"Bah" adalah puisi yang menggambarkan ketakutan mendalam dan pengalaman emosional saat menghadapi bencana alam. Ditulis oleh Yayan Deka pada 12 Februari 2024 di Semarang, puisi ini menggambarkan bagaimana kilat dan hujan mengubah suasana menjadi momen ketegangan dan kepanikan. Dengan imaji yang kuat dan emosi yang mendalam, puisi ini mengajak pembaca untuk merasakan kepanikan yang dirasakan penulis saat air bah mengancam keselamatan.
Puisi: Bah
Melihat kilat, mataku memejam seketika
Dua detik berlalu
Tidak terjadi apa-apa
Saat kubuka mata, kilat menyambar pohon kelapa
Menggelegar di antara rintik hujan dan angin
yang bersahutan mengombang-ambing,
dedaunan
Jeritku pecah, “Mamaa …!”
Aku berlari ke dalam kamar
Jendela masih terbuka
Korden berkibar-kibar, mengibaskan basah
Aku meringkuk di dalam selimut
Tanganku menggigil, dadaku berdenyut-denyut
Mataku tak bisa diam
Sama halnya dengan bibirku yang terus bergetar
Aku gigit jempol tangan kanan
Perlahan, kubuka selimut
Basah!
Air bah!
Jeritku menggema lagi
Berkali-kali
Bersahut-sahutan dengan kilat
Ketakutanku menderas
Sederas debit air yang terus meninggi
Namun nada tinggiku makin tak terdengar
Seperti rumahku yang tiba-tiba kandas
Seperti suaraku yang tiba-tiba menghilang
Seperti pandanganku yang seketika buram
Aku tak lagi paham
Apa yang terjadi dan bagaimana jadinya
Yang kulihat hanya lampu kekuningan
Setelah entah seberapa lama aku tenggelam
Ibuku menangis saat mataku mengerjap pelan
Aku menggenggam tangannya yang bergetar
Syukurlah …
Semarang, 12 Februari 2024
Yayan Deka
Analisis Puisi
Puisi "Bah" mengangkat tema ketakutan dan bencana melalui sudut pandang seorang anak yang mengalami langsung peristiwa alam yang menakutkan. Dalam puisi ini, penulis berhasil menciptakan suasana mencekam dengan penggambaran yang mendetail dan penggunaan bahasa yang emotif.
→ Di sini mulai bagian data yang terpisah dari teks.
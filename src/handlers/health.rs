use axum::Json;
use serde::Serialize;

/// 稼働状況レスポンス
#[derive(Debug, Serialize)]
pub struct HealthStatus {
    pub service: &'static str,
    pub status: &'static str,
    pub version: &'static str,
}

/// ヘルスチェックハンドラー
///
/// GET /api/health
///
/// ロードバランサー・監視ツール向け。認証もDBアクセスも行わない。
pub async fn health_check() -> Json<HealthStatus> {
    Json(HealthStatus {
        service: env!("CARGO_PKG_NAME"),
        status: "ok",
        version: env!("CARGO_PKG_VERSION"),
    })
}
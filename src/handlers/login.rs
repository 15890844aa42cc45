use std::net::SocketAddr;

use axum::{
    Json,
    extract::{ConnectInfo, State},
    http::HeaderMap,
};
use serde::{Deserialize, Serialize};
use uuid::Uuid;

use crate::error::AppError;
use crate::handlers::client_info;
use crate::services::auth::{LoginAttempt, LoginOutcome, REASON_SECOND_FACTOR_REQUIRED};
use crate::state::AppState;

/// ログインリクエスト
#[derive(Debug, Deserialize)]
pub struct LoginRequest {
    /// ユーザーのメールアドレス
    pub email: String,
    /// ユーザーのパスワード
    pub password: String,
    /// 認証アプリの6桁コード（2FA有効ユーザーのみ）
    pub totp_code: Option<String>,
    /// バックアップコード（認証アプリが使えないときの代替）
    pub backup_code: Option<String>,
}

/// ログインレスポンス
///
/// セッション発行は呼び出し側（CRUD層）の責務。
#[derive(Debug, Serialize)]
pub struct LoginResponse {
    pub allow: bool,
    #[serde(skip_serializing_if = "Option::is_none")]
    pub reason: Option<&'static str>,
    /// 許可時のみ返却
    #[serde(skip_serializing_if = "Option::is_none")]
    pub user_id: Option<Uuid>,
}

/// ログインハンドラー
///
/// POST /api/login
///
/// 処理フロー:
/// 1. リクエストバリデーション
/// 2. 認証判定（レート制限 → パスワード → 第二要素、監査記録込み）
/// 3. 結果の返却
pub async fn login(
    State(state): State<AppState>,
    ConnectInfo(peer): ConnectInfo<SocketAddr>,
    headers: HeaderMap,
    Json(request): Json<LoginRequest>,
) -> Result<Json<LoginResponse>, AppError> {
    validate_login_request(&request)?;

    let client = client_info(&headers, peer);
    let attempt = LoginAttempt {
        email: request.email,
        password: request.password,
        totp_code: request.totp_code,
        backup_code: request.backup_code,
    };

    match state.auth_service.authenticate(attempt, client).await? {
        LoginOutcome::Allowed(user) => Ok(Json(LoginResponse {
            allow: true,
            reason: None,
            user_id: Some(user.id),
        })),
        LoginOutcome::SecondFactorRequired => Ok(Json(LoginResponse {
            allow: false,
            reason: Some(REASON_SECOND_FACTOR_REQUIRED),
            user_id: None,
        })),
    }
}

/// ログインリクエストのバリデーション
fn validate_login_request(request: &LoginRequest) -> Result<(), AppError> {
    // email: 必須、メール形式
    if request.email.trim().is_empty() {
        return Err(AppError::Validation("メールアドレスは必須です".to_string()));
    }

    // 簡易的なメール形式チェック（@ が含まれているか）
    if !request.email.contains('@') {
        return Err(AppError::Validation(
            "有効なメールアドレスを入力してください".to_string(),
        ));
    }

    // password: 必須
    if request.password.is_empty() {
        return Err(AppError::Validation("パスワードは必須です".to_string()));
    }

    // 第二要素は同時に1種類だけ
    if request.totp_code.is_some() && request.backup_code.is_some() {
        return Err(AppError::Validation(
            "認証コードとバックアップコードは同時に指定できません".to_string(),
        ));
    }

    if let Some(code) = &request.totp_code {
        validate_totp_code(code)?;
    }

    Ok(())
}

/// TOTPコードバリデーション
fn validate_totp_code(code: &str) -> Result<(), AppError> {
    if code.len() != 6 || !code.chars().all(|c| c.is_ascii_digit()) {
        return Err(AppError::Validation(
            "認証コードは6桁の数字で入力してください".to_string(),
        ));
    }
    Ok(())
}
Bait Pertama: Diawali dengan deskripsi kilat, penulis menciptakan suasana tegang yang segera diikuti oleh momen kebingungan. Kesan ketidakpastian muncul ketika penulis merasa tidak terjadi apa-apa setelah menutup mata, hanya untuk menemukan bahwa situasi sebenarnya jauh lebih mengerikan.
Bait Tengah: Saat kilat menyambar pohon kelapa, suara gemuruh menciptakan suasana mencekam yang diikuti dengan jeritan minta tolong kepada ibu. Perasaan panik dan ketakutan semakin meningkat saat penulis berlari ke kamar, menggambarkan tindakan instinktif dalam menghadapi ancaman.
Bait Ketiga: Perasaan cemas dan fisik yang menggigil semakin jelas terlihat saat penulis menggigit jempol dan merasa basah. Istilah "air bah" menandakan bukan hanya bencana fisik, tetapi juga bencana emosional yang membuatnya merasa tenggelam dalam ketidakpastian.
Bait Terakhir: Ketegangan mencapai puncaknya saat penulis merasa seolah semua yang ada di sekitarnya menghilang, bahkan suara dan pandangannya. Kontrast antara ketakutan dan rasa syukur yang muncul ketika ibunya menangis menciptakan penyelesaian yang emosional, di mana kehadiran orang tua menjadi simbol harapan di tengah bencana.
Refleksi
Puisi "Bah" tidak hanya menggambarkan situasi berbahaya akibat bencana alam, tetapi juga mengeksplorasi perasaan manusia dalam menghadapi situasi yang di luar kendali. Ini mengajak pembaca untuk merasakan ketidakpastian dan ketakutan yang sering kali datang ketika alam menunjukkan sisi terburuknya. Dengan penggambaran yang kuat dan emosional, puisi ini mengingatkan kita akan pentingnya rasa saling melindungi dan dukungan dari orang-orang terdekat di saat-saat krisis.